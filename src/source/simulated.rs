//! Simulated data source producing synthetic samples.
//!
//! Stands in for a real sensor API on machines without one. Samples follow a
//! slow sine wave around a baseline and are pushed in batches from a
//! background thread, the same way a real source delivers on its own context.

use crate::source::{
    QuantityDataSource, QuantityType, Sample, SampleHandler, SourceError, Subscription,
    ThreadSubscription, Unit,
};
use chrono::{DateTime, Utc};
use crossbeam_channel::{bounded, Receiver, RecvTimeoutError};
use std::f64::consts::TAU;
use std::thread;
use std::time::Duration;
use tracing::{debug, warn};

/// Samples per full sine period.
const WAVE_PERIOD_SAMPLES: f64 = 60.0;

/// Largest batch the generator can space evenly over one interval.
pub const MAX_BATCH_SIZE: usize = i32::MAX as usize;

/// Configuration for the simulated source.
#[derive(Debug, Clone)]
pub struct SimulatedConfig {
    /// Time between batches
    pub interval: Duration,
    /// Samples per batch
    pub batch_size: usize,
    /// Center of the generated values, in the quantity's default unit.
    /// Uses a per-quantity default when `None`.
    pub baseline: Option<f64>,
    /// Peak deviation from the baseline
    pub amplitude: f64,
    /// Whether the simulated user granted access
    pub authorized: bool,
    /// Source identifier stamped on every sample
    pub source_id: Option<String>,
}

impl Default for SimulatedConfig {
    fn default() -> Self {
        Self {
            interval: Duration::from_secs(1),
            batch_size: 1,
            baseline: None,
            amplitude: 6.0,
            authorized: true,
            source_id: None,
        }
    }
}

/// A data source that synthesizes samples on a background thread.
pub struct SimulatedSource {
    config: SimulatedConfig,
    source_id: String,
}

impl SimulatedSource {
    pub fn new(config: SimulatedConfig) -> Self {
        let source_id = config
            .source_id
            .clone()
            .unwrap_or_else(default_source_id);

        Self { config, source_id }
    }

    pub fn source_id(&self) -> &str {
        &self.source_id
    }
}

impl Default for SimulatedSource {
    fn default() -> Self {
        Self::new(SimulatedConfig::default())
    }
}

impl QuantityDataSource for SimulatedSource {
    fn supports(&self, quantity_type: QuantityType, unit: &Unit) -> bool {
        quantity_type.accepts(unit)
    }

    fn subscribe(
        &self,
        quantity_type: QuantityType,
        unit: Unit,
        handler: SampleHandler,
    ) -> Result<Box<dyn Subscription>, SourceError> {
        if !self.config.authorized {
            return Err(SourceError::AuthorizationDenied(quantity_type));
        }
        if !self.supports(quantity_type, &unit) {
            return Err(SourceError::Unsupported {
                quantity_type,
                unit,
            });
        }
        if self.config.batch_size == 0 || self.config.interval.is_zero() {
            return Err(SourceError::Unavailable(
                "simulated source needs a non-zero interval and batch size".to_string(),
            ));
        }
        if self.config.batch_size > MAX_BATCH_SIZE {
            return Err(SourceError::Unavailable(format!(
                "simulated batch size {} exceeds {MAX_BATCH_SIZE}",
                self.config.batch_size
            )));
        }

        let generator = WaveGenerator {
            quantity_type,
            unit,
            baseline: self
                .config
                .baseline
                .unwrap_or_else(|| default_baseline(quantity_type)),
            amplitude: self.config.amplitude,
            source_id: self.source_id.clone(),
            index: 0,
        };

        let (stop_tx, stop_rx) = bounded::<()>(1);
        let interval = self.config.interval;
        let batch_size = self.config.batch_size;

        let handle = thread::Builder::new()
            .name(format!("simulated-{quantity_type}"))
            .spawn(move || run_delivery_loop(generator, handler, stop_rx, interval, batch_size))
            .map_err(|e| SourceError::Unavailable(e.to_string()))?;

        debug!(%quantity_type, %unit, "simulated subscription started");
        Ok(Box::new(ThreadSubscription::new(stop_tx, handle)))
    }
}

/// Push a batch every `interval` until stopped or the handler declines.
fn run_delivery_loop(
    mut generator: WaveGenerator,
    handler: SampleHandler,
    stop_rx: Receiver<()>,
    interval: Duration,
    batch_size: usize,
) {
    loop {
        match stop_rx.recv_timeout(interval) {
            Err(RecvTimeoutError::Timeout) => {}
            // Stop signal or cancelled subscription
            _ => break,
        }

        let batch = generator.next_batch(Utc::now(), interval, batch_size);
        let outcome = handler.deliver(batch);
        if !outcome.wants_more() {
            debug!(?outcome, "simulated source stopping, handler declined batch");
            break;
        }
    }
}

struct WaveGenerator {
    quantity_type: QuantityType,
    unit: Unit,
    baseline: f64,
    amplitude: f64,
    source_id: String,
    index: u64,
}

impl WaveGenerator {
    /// Samples evenly spaced over the interval ending at `now`.
    /// `size` is clamped to [`MAX_BATCH_SIZE`].
    fn next_batch(&mut self, now: DateTime<Utc>, interval: Duration, size: usize) -> Vec<Sample> {
        let count = i32::try_from(size.min(MAX_BATCH_SIZE)).unwrap_or(i32::MAX);
        let step = u32::try_from(count)
            .ok()
            .and_then(|n| interval.checked_div(n))
            .and_then(|d| chrono::Duration::from_std(d).ok())
            .unwrap_or_else(chrono::Duration::zero);
        let native = self.quantity_type.default_unit();
        let window_start = step
            .checked_mul(count)
            .and_then(|span| now.checked_sub_signed(span))
            .unwrap_or(now);

        (0..count)
            .filter_map(|i| {
                let phase = TAU * self.index as f64 / WAVE_PERIOD_SAMPLES;
                self.index += 1;
                let value = self.baseline + self.amplitude * phase.sin();
                let value = match native.convert(value, &self.unit) {
                    Ok(v) => v,
                    Err(e) => {
                        warn!("simulated conversion failed: {e}");
                        return None;
                    }
                };
                let at = step
                    .checked_mul(i + 1)
                    .and_then(|offset| window_start.checked_add_signed(offset))
                    .unwrap_or(now);
                Some(Sample::new(value, self.unit, at).with_source(self.source_id.clone()))
            })
            .collect()
    }
}

fn default_baseline(quantity_type: QuantityType) -> f64 {
    match quantity_type {
        QuantityType::HeartRate => 72.0,
        QuantityType::RespiratoryRate => 14.0,
        QuantityType::OxygenSaturation => 97.0,
        QuantityType::BodyMass => 70.0,
        QuantityType::StepCount => 12.0,
    }
}

fn default_source_id() -> String {
    let host = hostname::get()
        .map(|h| h.to_string_lossy().into_owned())
        .unwrap_or_else(|_| "localhost".to_string());
    format!("simulated@{host}")
}

#[cfg(test)]
mod tests {
    use super::*;
    use crate::source::Delivery;
    use crossbeam_channel::unbounded;

    fn fast_config() -> SimulatedConfig {
        SimulatedConfig {
            interval: Duration::from_millis(10),
            batch_size: 3,
            source_id: Some("test-strap".to_string()),
            ..Default::default()
        }
    }

    #[test]
    fn test_generator_spacing_and_unit() {
        let mut generator = WaveGenerator {
            quantity_type: QuantityType::HeartRate,
            unit: Unit::count_per_second(),
            baseline: 60.0,
            amplitude: 0.0,
            source_id: "gen".to_string(),
            index: 0,
        };
        let now = Utc::now();
        let batch = generator.next_batch(now, Duration::from_secs(3), 3);

        assert_eq!(batch.len(), 3);
        assert_eq!(batch[2].start, now);
        assert_eq!(batch[1].start, now - chrono::Duration::seconds(1));
        for sample in &batch {
            assert_eq!(sample.unit, Unit::count_per_second());
            assert!((sample.value - 1.0).abs() < 1e-9);
            assert_eq!(sample.source.as_deref(), Some("gen"));
        }
    }

    #[test]
    fn test_generator_with_empty_batch() {
        let mut generator = WaveGenerator {
            quantity_type: QuantityType::HeartRate,
            unit: Unit::count_per_minute(),
            baseline: 72.0,
            amplitude: 6.0,
            source_id: "gen".to_string(),
            index: 0,
        };
        assert!(generator
            .next_batch(Utc::now(), Duration::from_secs(1), 0)
            .is_empty());
    }

    #[test]
    fn test_oversized_batch_rejected() {
        let source = SimulatedSource::new(SimulatedConfig {
            batch_size: MAX_BATCH_SIZE + 1,
            ..fast_config()
        });
        let handler = SampleHandler::from_fn(|_| Delivery::Recorded(0));

        let result = source.subscribe(QuantityType::HeartRate, Unit::count_per_minute(), handler);
        assert!(matches!(result, Err(SourceError::Unavailable(_))));
    }

    #[test]
    fn test_unauthorized_subscribe_fails() {
        let source = SimulatedSource::new(SimulatedConfig {
            authorized: false,
            ..fast_config()
        });
        let handler = SampleHandler::from_fn(|_| Delivery::Recorded(0));

        let err = source
            .subscribe(QuantityType::HeartRate, Unit::count_per_minute(), handler)
            .err()
            .unwrap();
        assert_eq!(err, SourceError::AuthorizationDenied(QuantityType::HeartRate));
    }

    #[test]
    fn test_unsupported_unit_fails() {
        let source = SimulatedSource::new(fast_config());
        let handler = SampleHandler::from_fn(|_| Delivery::Recorded(0));

        assert!(!source.supports(QuantityType::HeartRate, &Unit::kilogram()));
        let result = source.subscribe(QuantityType::HeartRate, Unit::kilogram(), handler);
        assert!(matches!(result, Err(SourceError::Unsupported { .. })));
    }

    #[test]
    fn test_pushes_batches_until_cancelled() {
        let source = SimulatedSource::new(fast_config());
        let (tx, rx) = unbounded();
        let handler = SampleHandler::from_fn(move |batch| {
            let len = batch.len();
            let _ = tx.send(batch);
            Delivery::Recorded(len)
        });

        let mut subscription = source
            .subscribe(QuantityType::HeartRate, Unit::count_per_minute(), handler)
            .unwrap();

        let first = rx.recv_timeout(Duration::from_secs(2)).unwrap();
        let second = rx.recv_timeout(Duration::from_secs(2)).unwrap();
        subscription.cancel();
        subscription.cancel();

        assert_eq!(first.len(), 3);
        assert!(second[0].start >= first[2].start);
        assert_eq!(first[0].source.as_deref(), Some("test-strap"));

        // Nothing arrives once cancel has returned.
        while rx.try_recv().is_ok() {}
        assert!(rx.recv_timeout(Duration::from_millis(50)).is_err());
    }

    #[test]
    fn test_stops_when_handler_declines() {
        let source = SimulatedSource::new(fast_config());
        let (tx, rx) = unbounded();
        let handler = SampleHandler::from_fn(move |_| {
            let _ = tx.send(());
            Delivery::Ignored
        });

        let _subscription = source
            .subscribe(QuantityType::HeartRate, Unit::count_per_minute(), handler)
            .unwrap();

        rx.recv_timeout(Duration::from_secs(2)).unwrap();
        assert!(rx.recv_timeout(Duration::from_millis(100)).is_err());
    }
}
□ □ □ □ □ □ □
> [YOUR OBJECTIVE] Please return each line of the listing above that contains "AuthorizationDenied".

> [RESULT OF THIS TASK]
            return Err(SourceError::AuthorizationDenied(quantity_type));
        assert_eq!(err, SourceError::AuthorizationDenied(QuantityType::HeartRate));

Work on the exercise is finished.